→ Collected data entries
☆ ☆ ☆ ☆

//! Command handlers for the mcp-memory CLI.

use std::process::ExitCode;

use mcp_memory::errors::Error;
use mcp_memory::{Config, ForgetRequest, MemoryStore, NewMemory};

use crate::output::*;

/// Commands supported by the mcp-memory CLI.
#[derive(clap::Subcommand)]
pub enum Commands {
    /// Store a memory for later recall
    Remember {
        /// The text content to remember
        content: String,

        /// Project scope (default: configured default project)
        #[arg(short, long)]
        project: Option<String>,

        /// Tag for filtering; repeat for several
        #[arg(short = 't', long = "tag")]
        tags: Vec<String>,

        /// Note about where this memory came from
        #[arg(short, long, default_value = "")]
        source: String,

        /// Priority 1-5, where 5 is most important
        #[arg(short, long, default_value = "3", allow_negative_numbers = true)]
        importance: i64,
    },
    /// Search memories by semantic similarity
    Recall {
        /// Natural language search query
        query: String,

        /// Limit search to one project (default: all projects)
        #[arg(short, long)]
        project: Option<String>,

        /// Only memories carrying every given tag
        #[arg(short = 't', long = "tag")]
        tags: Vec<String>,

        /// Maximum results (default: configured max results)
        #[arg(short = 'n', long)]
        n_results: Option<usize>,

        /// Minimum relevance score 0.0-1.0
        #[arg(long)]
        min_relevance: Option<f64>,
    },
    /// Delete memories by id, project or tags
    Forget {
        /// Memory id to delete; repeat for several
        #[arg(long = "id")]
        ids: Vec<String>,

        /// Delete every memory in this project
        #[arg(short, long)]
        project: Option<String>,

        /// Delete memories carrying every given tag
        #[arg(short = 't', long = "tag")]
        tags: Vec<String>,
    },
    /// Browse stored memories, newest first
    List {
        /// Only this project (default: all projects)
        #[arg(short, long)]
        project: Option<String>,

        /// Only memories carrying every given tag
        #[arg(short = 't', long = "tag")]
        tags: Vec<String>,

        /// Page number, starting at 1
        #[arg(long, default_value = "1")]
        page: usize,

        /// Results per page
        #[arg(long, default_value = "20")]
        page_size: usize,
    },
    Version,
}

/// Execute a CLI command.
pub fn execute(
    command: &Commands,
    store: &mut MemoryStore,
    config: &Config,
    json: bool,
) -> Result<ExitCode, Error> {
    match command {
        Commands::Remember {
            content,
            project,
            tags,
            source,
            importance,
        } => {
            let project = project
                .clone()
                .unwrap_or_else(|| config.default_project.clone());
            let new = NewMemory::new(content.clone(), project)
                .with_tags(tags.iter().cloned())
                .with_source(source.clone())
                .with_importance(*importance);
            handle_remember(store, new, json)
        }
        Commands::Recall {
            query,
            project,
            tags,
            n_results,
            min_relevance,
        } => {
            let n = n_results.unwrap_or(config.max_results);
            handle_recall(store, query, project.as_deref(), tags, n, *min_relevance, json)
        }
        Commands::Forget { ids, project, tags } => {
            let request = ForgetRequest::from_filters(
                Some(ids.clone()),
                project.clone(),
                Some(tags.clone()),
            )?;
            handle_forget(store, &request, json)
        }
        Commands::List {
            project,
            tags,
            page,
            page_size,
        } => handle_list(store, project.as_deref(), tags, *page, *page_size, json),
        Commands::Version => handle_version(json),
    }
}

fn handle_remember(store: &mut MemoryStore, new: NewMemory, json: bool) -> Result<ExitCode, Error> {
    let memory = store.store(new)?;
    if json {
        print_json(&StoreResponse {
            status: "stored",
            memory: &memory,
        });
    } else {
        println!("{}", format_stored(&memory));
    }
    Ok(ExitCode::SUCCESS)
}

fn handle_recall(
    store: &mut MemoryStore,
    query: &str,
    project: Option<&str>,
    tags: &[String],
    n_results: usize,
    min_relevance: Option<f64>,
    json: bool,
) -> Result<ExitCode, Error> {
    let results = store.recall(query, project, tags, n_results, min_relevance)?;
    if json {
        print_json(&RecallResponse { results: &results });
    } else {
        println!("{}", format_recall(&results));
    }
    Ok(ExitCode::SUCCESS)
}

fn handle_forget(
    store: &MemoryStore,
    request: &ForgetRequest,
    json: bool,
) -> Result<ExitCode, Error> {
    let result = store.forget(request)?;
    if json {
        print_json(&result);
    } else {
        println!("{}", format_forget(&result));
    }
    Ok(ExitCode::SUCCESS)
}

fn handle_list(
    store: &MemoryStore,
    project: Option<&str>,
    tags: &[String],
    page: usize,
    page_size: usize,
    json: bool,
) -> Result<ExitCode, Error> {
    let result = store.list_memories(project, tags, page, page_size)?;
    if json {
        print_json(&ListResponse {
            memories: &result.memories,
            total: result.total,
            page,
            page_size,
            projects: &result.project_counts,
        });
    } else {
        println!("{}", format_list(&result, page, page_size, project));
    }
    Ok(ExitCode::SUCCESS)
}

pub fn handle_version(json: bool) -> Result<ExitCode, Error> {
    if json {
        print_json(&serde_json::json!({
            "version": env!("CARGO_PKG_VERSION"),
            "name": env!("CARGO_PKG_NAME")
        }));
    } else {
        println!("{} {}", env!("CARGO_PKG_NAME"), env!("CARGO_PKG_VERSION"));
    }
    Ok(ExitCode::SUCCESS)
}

☆ ☆ ☆ ☆

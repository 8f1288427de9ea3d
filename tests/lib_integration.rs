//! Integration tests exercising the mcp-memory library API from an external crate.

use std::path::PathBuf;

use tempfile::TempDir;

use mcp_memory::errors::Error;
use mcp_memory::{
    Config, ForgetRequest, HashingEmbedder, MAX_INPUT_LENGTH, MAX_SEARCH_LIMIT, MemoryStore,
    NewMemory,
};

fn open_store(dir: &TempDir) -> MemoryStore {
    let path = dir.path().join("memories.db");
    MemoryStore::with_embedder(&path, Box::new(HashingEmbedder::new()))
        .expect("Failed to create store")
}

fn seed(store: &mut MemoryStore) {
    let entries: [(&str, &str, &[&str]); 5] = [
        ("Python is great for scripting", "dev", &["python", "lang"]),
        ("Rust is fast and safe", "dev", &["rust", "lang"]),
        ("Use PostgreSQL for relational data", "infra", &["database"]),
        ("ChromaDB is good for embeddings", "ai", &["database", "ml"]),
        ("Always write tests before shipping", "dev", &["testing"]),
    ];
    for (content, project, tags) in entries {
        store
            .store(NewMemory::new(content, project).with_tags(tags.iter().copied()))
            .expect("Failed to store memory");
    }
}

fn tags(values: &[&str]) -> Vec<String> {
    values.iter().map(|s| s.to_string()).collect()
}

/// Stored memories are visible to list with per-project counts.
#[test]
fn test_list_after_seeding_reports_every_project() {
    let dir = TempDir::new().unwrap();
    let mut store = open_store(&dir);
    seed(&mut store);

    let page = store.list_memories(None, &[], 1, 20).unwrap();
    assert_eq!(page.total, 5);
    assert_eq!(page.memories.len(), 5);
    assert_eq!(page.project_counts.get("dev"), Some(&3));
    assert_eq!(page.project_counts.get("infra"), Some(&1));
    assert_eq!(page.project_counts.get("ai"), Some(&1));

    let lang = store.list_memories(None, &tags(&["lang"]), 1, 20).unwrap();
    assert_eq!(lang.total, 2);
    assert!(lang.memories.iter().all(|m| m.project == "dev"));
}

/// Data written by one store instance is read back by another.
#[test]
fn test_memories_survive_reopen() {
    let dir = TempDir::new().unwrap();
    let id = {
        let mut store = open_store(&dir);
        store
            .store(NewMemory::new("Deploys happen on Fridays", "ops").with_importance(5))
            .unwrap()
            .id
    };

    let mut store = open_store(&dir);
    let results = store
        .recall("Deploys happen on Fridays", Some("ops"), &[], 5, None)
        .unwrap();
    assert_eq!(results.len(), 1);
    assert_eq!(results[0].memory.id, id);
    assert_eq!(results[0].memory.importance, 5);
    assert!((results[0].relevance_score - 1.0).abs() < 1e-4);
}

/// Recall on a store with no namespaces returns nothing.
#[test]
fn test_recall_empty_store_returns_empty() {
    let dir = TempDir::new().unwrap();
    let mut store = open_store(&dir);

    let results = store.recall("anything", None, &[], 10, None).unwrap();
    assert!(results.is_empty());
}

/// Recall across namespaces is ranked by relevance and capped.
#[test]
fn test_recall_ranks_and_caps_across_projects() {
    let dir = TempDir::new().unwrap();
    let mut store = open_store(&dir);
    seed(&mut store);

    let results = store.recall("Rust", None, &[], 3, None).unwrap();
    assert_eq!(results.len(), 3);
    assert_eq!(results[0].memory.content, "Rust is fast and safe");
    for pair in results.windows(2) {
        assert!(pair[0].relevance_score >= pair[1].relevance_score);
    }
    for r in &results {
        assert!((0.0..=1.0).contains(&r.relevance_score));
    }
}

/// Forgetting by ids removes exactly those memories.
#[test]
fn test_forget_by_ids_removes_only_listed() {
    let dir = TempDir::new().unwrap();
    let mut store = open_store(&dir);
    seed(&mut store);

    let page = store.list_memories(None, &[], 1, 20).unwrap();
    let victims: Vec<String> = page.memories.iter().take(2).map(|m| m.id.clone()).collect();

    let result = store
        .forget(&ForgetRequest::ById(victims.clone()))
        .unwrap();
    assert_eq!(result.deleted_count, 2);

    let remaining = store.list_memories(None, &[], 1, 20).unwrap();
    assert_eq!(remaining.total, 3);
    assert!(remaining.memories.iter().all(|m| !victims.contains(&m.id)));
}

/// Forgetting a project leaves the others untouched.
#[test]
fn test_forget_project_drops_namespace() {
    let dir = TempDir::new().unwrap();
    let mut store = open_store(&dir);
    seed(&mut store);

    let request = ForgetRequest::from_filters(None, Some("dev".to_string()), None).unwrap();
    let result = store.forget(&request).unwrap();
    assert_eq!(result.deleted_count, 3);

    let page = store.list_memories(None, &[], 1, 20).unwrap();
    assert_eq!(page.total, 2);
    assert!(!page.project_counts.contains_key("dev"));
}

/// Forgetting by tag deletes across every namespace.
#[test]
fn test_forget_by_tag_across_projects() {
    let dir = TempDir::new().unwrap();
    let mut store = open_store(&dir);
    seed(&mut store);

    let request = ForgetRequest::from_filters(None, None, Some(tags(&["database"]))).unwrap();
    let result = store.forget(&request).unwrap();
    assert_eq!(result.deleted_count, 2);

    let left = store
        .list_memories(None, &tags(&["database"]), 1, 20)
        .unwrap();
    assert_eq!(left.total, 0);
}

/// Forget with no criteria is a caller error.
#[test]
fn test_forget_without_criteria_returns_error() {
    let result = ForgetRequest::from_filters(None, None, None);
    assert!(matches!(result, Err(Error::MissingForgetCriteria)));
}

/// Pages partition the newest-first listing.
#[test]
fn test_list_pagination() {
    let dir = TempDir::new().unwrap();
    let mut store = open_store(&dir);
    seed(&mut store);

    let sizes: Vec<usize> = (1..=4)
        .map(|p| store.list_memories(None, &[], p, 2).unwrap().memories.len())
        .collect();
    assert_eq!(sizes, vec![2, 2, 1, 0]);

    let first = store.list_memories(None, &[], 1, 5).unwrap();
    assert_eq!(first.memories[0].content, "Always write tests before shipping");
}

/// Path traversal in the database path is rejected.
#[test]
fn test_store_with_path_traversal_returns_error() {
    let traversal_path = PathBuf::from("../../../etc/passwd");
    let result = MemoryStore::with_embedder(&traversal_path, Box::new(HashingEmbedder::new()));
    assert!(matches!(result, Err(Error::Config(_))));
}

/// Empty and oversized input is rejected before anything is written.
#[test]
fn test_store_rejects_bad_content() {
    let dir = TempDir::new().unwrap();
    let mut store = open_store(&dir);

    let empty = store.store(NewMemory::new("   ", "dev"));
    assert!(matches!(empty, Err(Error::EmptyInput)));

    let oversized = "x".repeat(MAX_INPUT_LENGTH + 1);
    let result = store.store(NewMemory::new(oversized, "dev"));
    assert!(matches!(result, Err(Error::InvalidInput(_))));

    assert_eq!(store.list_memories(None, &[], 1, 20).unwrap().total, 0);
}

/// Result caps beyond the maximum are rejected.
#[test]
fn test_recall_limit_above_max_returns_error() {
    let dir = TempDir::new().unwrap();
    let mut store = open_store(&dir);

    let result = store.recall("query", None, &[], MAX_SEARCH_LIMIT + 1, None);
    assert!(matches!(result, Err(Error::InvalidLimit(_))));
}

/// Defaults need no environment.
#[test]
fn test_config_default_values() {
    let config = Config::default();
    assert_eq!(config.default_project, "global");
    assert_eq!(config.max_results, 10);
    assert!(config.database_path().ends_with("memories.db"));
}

☆ ☆ ☆ ☆

→ Exercise objective
Supply the count of lines in the entries that contain the word "safe", and nothing besides.

→ Answer section
2